Ketika melewati jalan umum di samping SD Oelasin, para pelaku langsung menyerang dengan melemparkan motor korban. Setelah motor berhenti, mereka menarik korban dari atas kendaraan, melakukan pemukulan, dan mencambak rambut korban. Yang paling mengkhawatirkan, salah satu pelaku bernama Arjun Ndun – yang dikatakan diarahkan oleh Geral Ndun – mengancam dengan kata-kata: “Kalau ada piso, beta tikam kasih mati (Awi AU Uni Dombe Na Au Mbau Isan Ena)” (Jika ada pisau, aku akan menusuk sampai mati).

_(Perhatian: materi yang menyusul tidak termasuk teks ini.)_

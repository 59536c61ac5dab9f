//! Bounded polling for eventually-consistent ARM writes.

use serde::{Deserialize, Serialize};
use std::future::Future;
use std::time::Duration;
use tracing::debug;

/// How often, and how patiently, to poll for a condition.
#[derive(Debug, Clone, Copy, PartialEq, Eq, Serialize, Deserialize)]
pub struct RetryPolicy {
    max_attempts: u32,
    delay: Duration,
    /// Multiplier applied to the delay after each attempt; 1 keeps it constant.
    backoff_factor: u32,
}

impl Default for RetryPolicy {
    fn default() -> Self {
        Self::new(5, Duration::from_secs(3))
    }
}

impl RetryPolicy {
    #[must_use]
    pub fn new(max_attempts: u32, delay: Duration) -> Self {
        Self {
            max_attempts: max_attempts.max(1),
            delay,
            backoff_factor: 1,
        }
    }

    /// Default attempt budget with no waiting between attempts.
    #[must_use]
    pub fn immediate() -> Self {
        Self::new(Self::default().max_attempts, Duration::ZERO)
    }

    #[must_use]
    pub fn with_backoff(mut self, factor: u32) -> Self {
        self.backoff_factor = factor.max(1);
        self
    }

    #[must_use]
    pub fn max_attempts(&self) -> u32 {
        self.max_attempts
    }

    /// Delay before attempt `attempt + 1` (attempts count from 1).
    #[must_use]
    pub fn delay_after(&self, attempt: u32) -> Duration {
        let factor = self
            .backoff_factor
            .saturating_pow(attempt.saturating_sub(1));
        self.delay.saturating_mul(factor)
    }

    /// Calls `probe` until it reports true or the attempts run out.
    ///
    /// Returns whether the condition was met. Errors from `probe` stop the
    /// polling immediately.
    pub async fn poll_until<F, Fut, E>(&self, mut probe: F) -> Result<bool, E>
    where
        F: FnMut(u32) -> Fut,
        Fut: Future<Output = Result<bool, E>>,
    {
        for attempt in 1..=self.max_attempts {
            if probe(attempt).await? {
                return Ok(true);
            }
            if attempt < self.max_attempts {
                let delay = self.delay_after(attempt);
                debug!(attempt, delay_ms = delay.as_millis(), "condition not met; polling again");
                tokio::time::sleep(delay).await;
            }
        }
        Ok(false)
    }
}

#[cfg(test)]
mod tests {
    use super::*;
    use std::sync::atomic::{AtomicU32, Ordering};

    #[test]
    fn defaults_match_resource_group_polling() {
        let policy = RetryPolicy::default();
        assert_eq!(policy.max_attempts(), 5);
        assert_eq!(policy.delay_after(1), Duration::from_secs(3));
        assert_eq!(policy.delay_after(4), Duration::from_secs(3));
    }

    #[test]
    fn backoff_multiplies_delay() {
        let policy = RetryPolicy::new(4, Duration::from_secs(1)).with_backoff(2);
        assert_eq!(policy.delay_after(1), Duration::from_secs(1));
        assert_eq!(policy.delay_after(3), Duration::from_secs(4));
    }

    #[tokio::test]
    async fn poll_stops_on_success() {
        let calls = AtomicU32::new(0);
        let met = RetryPolicy::immediate()
            .poll_until(|attempt| {
                calls.fetch_add(1, Ordering::SeqCst);
                async move { Ok::<_, ()>(attempt == 3) }
            })
            .await
            .expect("poll");
        assert!(met);
        assert_eq!(calls.load(Ordering::SeqCst), 3);
    }

    #[tokio::test]
    async fn poll_gives_up_after_budget() {
        let calls = AtomicU32::new(0);
        let met = RetryPolicy::immediate()
            .poll_until(|_| {
                calls.fetch_add(1, Ordering::SeqCst);
                async { Ok::<_, ()>(false) }
            })
            .await
            .expect("poll");
        assert!(!met);
        assert_eq!(calls.load(Ordering::SeqCst), 5);
    }

    #[tokio::test]
    async fn poll_propagates_errors() {
        let result = RetryPolicy::immediate()
            .poll_until(|_| async { Err::<bool, _>("boom") })
            .await;
        assert_eq!(result, Err("boom"));
    }
}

Setelah itu, para pelaku teriak “Tangkap itu! Yang Arjun, pukul itu!” dan meminta untuk diambil parang serta kayu. Merasakan ancaman nyawa – terutama karena di antara korban ada anak kecil – orang tua korban langsung menghubungi Polsek RBD. Kapolsek segera mengirimkan anggota polisi ke tempat kejadian untuk menanggapi insiden.
Penting untuk dicatat bahwa ini bukan kejadian pertama. Kenakalan seperti melemparkan batu dan memukul korban sudah berulang kali terjadi di Dusun Aisele, tepat di tempat yang sama. Ada dugaan bahwa pemerintah Desa Oelasin, terutama Kepala Desa Oelasin, memupuk atau membiarkan kenakalan tersebut berlangsung. Bahkan, pernyataan Kepala Desa Oelasin terlihat seolah-olah mengizinkan kejahatan yang dilakukan oleh para pelaku di dusun tersebut – bahkan tercatat dia tersenyum ketika membicarakan masalah ini.
Sampai saat ini, pihak kepolisian masih dalam proses pencarian para pelaku dan melakukan penangkapan Di tempat kejadian di dusun Aisele masyarakat berteriak meminta agar pelaku pelaku segera ditangkap dan diproses hukum. Masyarakat juga menginginkan penjelasan jelas dari pihak kepolisian pemerintah desa dan penindakan tegas agar keamanan di daerah tersebut terjaga, terutama untuk keselamatan anak-anak.